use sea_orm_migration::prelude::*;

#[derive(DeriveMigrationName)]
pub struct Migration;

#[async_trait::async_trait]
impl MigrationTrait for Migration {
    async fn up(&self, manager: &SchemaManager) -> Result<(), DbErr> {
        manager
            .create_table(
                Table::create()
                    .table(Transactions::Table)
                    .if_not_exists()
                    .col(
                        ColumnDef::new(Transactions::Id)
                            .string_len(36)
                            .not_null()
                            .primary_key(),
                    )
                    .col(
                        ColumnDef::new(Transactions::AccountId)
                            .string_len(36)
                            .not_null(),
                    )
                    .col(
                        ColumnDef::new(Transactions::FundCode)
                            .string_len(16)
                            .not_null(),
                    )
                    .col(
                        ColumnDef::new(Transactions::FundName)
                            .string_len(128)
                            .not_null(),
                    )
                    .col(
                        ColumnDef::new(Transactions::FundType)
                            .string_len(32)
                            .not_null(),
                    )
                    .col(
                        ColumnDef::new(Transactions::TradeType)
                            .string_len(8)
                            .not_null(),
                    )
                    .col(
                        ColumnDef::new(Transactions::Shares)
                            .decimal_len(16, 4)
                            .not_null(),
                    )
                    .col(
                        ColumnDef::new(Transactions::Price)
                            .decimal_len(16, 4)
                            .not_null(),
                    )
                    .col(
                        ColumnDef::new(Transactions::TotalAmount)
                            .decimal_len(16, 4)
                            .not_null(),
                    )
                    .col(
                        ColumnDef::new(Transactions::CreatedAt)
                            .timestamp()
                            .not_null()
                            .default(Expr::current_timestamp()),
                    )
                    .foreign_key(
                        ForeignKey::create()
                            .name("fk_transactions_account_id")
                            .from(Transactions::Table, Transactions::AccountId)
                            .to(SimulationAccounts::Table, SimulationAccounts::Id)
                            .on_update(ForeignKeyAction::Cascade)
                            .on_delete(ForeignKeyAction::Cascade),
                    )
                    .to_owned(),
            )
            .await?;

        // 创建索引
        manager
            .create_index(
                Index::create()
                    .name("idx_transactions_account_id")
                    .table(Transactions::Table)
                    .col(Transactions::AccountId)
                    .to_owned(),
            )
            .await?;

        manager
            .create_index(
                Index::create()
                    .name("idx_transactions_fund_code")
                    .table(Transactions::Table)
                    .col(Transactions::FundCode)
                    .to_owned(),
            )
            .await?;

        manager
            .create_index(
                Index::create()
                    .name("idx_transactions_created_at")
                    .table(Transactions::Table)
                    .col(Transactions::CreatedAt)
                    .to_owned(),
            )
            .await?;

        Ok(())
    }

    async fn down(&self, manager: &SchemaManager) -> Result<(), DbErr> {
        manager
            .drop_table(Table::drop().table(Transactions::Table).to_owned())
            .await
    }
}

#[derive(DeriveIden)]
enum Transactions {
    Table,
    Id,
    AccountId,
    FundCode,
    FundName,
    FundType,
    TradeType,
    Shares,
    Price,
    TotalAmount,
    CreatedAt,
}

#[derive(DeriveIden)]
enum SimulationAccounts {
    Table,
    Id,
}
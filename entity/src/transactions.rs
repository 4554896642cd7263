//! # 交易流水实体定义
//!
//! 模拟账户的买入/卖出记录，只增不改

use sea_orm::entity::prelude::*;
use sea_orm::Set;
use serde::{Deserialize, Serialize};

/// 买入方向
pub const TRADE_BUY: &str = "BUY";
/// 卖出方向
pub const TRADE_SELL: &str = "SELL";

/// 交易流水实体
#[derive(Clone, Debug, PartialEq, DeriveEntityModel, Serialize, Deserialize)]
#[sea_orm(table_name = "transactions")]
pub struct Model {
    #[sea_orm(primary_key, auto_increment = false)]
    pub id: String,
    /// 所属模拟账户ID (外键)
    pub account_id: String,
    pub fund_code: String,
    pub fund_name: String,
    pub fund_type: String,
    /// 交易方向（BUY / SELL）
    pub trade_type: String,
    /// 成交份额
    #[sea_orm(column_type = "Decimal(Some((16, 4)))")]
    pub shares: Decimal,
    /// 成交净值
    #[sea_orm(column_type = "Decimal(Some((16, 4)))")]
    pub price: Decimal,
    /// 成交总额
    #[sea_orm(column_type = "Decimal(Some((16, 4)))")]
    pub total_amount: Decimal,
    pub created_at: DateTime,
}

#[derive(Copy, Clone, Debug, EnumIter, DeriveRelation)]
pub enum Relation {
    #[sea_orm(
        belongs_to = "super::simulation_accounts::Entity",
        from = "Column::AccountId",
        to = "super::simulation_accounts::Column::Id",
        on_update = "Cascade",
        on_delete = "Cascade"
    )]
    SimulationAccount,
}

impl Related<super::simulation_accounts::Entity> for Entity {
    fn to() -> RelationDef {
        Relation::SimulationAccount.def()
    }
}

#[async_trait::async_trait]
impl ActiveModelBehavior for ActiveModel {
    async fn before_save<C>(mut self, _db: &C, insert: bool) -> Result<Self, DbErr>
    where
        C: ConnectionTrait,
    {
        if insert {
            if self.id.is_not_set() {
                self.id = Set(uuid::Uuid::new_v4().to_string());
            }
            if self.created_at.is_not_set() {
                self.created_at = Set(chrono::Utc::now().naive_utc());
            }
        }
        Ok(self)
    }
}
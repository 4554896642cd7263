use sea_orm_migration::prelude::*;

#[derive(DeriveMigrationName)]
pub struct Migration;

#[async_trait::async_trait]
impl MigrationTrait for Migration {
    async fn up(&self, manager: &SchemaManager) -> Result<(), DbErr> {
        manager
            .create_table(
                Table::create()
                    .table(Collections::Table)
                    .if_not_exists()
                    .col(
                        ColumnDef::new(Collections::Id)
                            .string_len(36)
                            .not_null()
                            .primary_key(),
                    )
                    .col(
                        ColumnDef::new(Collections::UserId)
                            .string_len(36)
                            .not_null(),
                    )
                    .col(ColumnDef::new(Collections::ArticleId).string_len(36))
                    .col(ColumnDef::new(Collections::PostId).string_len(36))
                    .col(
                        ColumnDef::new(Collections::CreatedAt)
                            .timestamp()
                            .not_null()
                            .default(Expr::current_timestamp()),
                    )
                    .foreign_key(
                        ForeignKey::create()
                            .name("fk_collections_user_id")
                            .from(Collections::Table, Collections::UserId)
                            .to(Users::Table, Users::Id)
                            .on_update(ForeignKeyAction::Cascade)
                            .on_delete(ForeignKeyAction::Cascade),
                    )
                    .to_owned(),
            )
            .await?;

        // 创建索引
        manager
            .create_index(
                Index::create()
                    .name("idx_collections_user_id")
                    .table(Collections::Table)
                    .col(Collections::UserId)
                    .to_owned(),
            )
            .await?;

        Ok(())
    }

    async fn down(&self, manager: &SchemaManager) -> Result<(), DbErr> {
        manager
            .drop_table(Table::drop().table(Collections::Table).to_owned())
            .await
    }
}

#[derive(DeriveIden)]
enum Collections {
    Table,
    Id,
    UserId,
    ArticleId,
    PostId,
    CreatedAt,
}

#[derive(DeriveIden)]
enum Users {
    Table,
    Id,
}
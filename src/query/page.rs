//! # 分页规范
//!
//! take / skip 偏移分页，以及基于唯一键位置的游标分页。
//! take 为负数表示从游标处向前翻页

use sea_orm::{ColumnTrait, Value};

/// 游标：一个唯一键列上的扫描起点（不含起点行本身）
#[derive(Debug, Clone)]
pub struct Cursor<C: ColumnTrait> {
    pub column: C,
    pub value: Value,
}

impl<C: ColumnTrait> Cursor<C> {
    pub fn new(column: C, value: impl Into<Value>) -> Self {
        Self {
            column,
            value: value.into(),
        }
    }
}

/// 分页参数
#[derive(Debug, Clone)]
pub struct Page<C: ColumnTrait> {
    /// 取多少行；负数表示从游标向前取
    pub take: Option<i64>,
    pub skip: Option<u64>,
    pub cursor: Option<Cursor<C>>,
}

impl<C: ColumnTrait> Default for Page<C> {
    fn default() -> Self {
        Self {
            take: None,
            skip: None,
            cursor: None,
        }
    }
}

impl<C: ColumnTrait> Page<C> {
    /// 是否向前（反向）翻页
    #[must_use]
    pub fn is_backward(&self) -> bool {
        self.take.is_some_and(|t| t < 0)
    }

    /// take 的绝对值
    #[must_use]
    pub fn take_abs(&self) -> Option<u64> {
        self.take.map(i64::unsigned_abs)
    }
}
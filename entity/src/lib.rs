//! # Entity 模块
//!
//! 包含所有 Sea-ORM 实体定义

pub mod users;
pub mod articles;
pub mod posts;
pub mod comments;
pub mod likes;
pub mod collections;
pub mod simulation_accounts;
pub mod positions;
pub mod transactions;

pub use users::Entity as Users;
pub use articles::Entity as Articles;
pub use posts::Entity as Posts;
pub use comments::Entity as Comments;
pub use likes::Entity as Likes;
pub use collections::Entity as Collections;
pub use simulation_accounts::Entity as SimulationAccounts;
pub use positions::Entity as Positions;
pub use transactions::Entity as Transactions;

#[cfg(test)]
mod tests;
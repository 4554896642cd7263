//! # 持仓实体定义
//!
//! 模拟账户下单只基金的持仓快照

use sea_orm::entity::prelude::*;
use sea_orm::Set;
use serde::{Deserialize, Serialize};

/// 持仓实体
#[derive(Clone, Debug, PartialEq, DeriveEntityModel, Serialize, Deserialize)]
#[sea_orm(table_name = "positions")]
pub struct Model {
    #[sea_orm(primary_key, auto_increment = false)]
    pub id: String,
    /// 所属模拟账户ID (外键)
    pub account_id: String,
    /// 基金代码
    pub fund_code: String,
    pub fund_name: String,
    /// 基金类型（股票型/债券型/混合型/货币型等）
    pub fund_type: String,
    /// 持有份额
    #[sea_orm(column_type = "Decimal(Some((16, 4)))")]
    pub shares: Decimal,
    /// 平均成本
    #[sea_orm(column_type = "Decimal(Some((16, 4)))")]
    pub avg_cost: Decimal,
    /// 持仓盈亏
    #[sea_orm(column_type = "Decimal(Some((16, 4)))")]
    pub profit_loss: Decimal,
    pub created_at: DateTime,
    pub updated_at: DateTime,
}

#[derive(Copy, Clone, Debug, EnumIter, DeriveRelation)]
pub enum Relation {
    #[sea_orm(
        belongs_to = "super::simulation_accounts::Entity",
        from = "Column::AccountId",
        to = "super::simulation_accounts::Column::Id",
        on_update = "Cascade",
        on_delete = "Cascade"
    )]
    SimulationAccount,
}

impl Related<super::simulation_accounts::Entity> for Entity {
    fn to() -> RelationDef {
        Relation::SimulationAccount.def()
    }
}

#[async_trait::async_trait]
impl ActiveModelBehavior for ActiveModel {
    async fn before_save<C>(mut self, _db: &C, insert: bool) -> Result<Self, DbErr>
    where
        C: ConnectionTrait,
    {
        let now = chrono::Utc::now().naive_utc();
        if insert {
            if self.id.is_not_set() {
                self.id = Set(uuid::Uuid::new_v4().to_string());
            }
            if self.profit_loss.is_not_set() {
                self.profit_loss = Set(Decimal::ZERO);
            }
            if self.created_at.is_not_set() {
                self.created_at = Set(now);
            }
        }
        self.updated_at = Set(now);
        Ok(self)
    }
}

┄┄┄┄┄┄

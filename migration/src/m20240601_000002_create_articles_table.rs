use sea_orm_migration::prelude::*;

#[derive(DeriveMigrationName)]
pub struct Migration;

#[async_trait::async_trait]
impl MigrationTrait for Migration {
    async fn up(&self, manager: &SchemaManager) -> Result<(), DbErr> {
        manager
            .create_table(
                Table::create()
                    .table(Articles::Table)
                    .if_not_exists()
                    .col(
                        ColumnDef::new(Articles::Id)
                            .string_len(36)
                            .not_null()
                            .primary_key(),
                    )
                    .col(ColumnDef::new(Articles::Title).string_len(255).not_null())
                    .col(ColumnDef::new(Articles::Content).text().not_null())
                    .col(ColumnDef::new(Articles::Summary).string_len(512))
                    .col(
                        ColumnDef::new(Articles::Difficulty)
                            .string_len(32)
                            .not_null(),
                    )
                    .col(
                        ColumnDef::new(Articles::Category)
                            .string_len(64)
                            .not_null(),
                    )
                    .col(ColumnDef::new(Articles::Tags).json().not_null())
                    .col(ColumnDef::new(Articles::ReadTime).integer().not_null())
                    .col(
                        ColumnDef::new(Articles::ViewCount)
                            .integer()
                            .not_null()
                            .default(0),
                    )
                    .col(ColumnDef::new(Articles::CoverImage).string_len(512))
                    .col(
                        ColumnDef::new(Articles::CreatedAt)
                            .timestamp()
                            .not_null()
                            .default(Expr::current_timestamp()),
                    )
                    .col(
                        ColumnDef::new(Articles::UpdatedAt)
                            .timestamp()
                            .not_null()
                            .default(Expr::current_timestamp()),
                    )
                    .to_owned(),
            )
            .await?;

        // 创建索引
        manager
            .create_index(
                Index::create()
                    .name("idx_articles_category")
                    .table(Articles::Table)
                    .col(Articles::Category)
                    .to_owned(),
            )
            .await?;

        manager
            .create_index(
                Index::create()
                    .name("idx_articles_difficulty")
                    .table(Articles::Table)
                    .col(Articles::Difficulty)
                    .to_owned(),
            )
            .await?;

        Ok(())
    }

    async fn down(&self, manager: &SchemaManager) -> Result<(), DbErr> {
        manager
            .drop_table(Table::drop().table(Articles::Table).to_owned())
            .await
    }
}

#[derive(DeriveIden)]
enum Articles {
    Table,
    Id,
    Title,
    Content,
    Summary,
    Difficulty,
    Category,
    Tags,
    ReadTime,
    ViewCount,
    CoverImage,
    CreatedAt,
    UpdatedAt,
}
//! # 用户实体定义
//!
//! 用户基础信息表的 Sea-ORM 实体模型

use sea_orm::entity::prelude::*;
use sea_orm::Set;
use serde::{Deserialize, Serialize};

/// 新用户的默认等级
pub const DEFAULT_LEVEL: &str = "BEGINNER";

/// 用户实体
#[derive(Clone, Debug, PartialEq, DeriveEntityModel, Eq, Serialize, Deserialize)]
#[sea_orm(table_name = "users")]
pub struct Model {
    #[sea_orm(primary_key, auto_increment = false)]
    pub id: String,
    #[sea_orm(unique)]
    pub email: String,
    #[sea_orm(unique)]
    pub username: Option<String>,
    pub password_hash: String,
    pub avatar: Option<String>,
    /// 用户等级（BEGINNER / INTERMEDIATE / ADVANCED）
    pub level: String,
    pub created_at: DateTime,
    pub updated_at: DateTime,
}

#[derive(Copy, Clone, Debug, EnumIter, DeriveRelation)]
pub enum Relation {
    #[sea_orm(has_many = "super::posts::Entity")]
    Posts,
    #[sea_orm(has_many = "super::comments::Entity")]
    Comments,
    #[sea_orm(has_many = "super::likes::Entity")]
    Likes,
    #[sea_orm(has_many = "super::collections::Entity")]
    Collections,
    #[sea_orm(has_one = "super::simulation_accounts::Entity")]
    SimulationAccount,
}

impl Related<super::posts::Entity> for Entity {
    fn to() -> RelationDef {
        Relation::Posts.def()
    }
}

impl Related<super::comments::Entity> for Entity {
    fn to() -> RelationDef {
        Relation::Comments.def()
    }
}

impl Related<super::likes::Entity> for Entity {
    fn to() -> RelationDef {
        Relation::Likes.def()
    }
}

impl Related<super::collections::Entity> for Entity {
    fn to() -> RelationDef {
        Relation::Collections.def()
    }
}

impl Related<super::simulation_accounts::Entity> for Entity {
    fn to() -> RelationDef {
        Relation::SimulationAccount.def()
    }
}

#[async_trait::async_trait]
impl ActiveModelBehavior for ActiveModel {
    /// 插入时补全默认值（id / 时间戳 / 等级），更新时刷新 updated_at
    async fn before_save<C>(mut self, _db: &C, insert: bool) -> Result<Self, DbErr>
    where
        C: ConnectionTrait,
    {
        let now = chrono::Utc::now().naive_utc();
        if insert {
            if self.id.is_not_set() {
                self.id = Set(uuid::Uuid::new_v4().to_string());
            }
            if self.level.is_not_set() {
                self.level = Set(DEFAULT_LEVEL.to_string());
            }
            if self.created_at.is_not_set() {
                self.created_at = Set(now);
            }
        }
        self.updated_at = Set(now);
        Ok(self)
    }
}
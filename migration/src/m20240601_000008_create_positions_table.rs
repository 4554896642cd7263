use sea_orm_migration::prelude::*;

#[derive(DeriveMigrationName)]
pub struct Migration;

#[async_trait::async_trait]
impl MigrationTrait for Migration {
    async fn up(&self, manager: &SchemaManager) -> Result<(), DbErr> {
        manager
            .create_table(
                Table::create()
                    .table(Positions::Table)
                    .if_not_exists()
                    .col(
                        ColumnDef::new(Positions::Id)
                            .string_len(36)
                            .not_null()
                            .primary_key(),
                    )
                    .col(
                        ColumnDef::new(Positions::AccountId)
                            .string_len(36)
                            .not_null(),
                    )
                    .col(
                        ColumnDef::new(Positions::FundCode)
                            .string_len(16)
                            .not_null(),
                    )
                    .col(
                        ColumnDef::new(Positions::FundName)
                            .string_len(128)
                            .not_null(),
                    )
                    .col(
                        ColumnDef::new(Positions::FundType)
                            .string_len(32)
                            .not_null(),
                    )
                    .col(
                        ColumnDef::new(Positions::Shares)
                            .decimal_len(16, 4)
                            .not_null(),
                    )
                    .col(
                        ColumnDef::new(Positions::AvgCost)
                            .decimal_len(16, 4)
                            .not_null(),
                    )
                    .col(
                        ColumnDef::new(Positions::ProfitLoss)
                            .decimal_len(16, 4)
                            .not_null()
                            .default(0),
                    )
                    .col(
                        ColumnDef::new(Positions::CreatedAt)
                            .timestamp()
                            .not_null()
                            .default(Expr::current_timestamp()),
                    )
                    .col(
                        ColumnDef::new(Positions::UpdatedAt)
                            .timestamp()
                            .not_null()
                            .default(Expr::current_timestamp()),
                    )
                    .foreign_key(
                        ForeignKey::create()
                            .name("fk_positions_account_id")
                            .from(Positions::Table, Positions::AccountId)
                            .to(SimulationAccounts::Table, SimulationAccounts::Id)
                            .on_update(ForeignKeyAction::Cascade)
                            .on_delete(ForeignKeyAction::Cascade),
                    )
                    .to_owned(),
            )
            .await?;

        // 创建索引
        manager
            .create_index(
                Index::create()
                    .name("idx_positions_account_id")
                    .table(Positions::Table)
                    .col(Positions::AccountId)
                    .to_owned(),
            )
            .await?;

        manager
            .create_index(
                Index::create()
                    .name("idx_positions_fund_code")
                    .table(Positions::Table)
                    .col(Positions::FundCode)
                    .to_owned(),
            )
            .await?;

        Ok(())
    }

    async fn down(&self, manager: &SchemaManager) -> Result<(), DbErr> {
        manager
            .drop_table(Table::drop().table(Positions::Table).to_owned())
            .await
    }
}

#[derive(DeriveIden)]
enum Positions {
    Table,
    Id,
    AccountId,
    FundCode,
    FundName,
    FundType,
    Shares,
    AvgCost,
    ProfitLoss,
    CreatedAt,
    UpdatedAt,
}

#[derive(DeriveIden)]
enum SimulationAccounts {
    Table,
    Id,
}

┄┄┄┄┄┄

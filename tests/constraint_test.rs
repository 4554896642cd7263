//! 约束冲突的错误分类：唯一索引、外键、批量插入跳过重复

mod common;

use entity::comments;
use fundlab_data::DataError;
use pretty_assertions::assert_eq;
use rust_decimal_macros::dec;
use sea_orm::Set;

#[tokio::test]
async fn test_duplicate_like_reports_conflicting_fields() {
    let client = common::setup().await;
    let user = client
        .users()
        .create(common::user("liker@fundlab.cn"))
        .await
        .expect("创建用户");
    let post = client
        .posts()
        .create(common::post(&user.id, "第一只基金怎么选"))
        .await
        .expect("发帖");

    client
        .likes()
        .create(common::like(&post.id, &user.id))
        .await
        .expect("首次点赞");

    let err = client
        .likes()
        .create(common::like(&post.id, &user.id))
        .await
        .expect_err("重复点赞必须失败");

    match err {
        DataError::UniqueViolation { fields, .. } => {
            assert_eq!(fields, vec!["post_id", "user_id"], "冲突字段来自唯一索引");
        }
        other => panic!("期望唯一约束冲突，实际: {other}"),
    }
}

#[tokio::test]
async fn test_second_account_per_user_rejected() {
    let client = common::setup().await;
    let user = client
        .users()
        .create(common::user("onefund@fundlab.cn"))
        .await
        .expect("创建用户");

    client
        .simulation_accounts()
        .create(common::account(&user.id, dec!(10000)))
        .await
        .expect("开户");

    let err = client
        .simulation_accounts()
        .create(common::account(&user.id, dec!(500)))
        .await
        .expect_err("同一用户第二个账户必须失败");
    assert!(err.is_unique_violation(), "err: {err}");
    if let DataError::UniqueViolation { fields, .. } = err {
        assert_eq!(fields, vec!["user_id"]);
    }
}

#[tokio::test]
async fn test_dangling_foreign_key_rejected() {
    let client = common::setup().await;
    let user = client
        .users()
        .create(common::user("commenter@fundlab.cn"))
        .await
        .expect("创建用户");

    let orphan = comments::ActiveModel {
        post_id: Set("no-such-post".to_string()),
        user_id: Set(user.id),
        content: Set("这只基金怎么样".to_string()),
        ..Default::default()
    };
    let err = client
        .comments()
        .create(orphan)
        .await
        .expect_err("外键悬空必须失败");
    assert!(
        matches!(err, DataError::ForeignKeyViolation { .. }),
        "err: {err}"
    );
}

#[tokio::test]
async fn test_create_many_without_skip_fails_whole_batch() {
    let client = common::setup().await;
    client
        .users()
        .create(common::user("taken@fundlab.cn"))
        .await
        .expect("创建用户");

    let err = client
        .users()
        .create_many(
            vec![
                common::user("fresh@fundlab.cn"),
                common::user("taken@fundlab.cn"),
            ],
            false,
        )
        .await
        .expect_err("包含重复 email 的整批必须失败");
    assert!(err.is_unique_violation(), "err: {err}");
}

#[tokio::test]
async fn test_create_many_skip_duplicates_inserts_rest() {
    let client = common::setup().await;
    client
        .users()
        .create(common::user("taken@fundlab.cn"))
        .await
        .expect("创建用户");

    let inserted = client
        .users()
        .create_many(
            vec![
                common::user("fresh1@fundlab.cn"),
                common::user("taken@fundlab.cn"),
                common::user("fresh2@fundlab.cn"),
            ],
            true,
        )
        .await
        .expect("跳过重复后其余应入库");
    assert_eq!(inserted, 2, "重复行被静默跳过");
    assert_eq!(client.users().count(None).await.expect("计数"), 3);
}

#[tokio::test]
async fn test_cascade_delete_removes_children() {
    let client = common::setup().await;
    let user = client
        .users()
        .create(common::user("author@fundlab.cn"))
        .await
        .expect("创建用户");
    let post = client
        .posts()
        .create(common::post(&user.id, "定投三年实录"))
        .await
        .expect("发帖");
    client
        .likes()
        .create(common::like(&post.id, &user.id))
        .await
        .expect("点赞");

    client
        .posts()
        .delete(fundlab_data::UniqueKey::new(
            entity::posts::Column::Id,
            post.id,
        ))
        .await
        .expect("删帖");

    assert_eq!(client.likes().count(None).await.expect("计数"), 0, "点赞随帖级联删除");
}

┄┄┄┄┄┄

For each line of the entries that contains the word "AccountId", make a copy.

ANSWER BOX:
                        ColumnDef::new(Transactions::AccountId)
                            .from(Transactions::Table, Transactions::AccountId)
                    .col(Transactions::AccountId)
    AccountId,
        from = "Column::AccountId",
        from = "Column::AccountId",
                        ColumnDef::new(Positions::AccountId)
                            .from(Positions::Table, Positions::AccountId)
                    .col(Positions::AccountId)
    AccountId,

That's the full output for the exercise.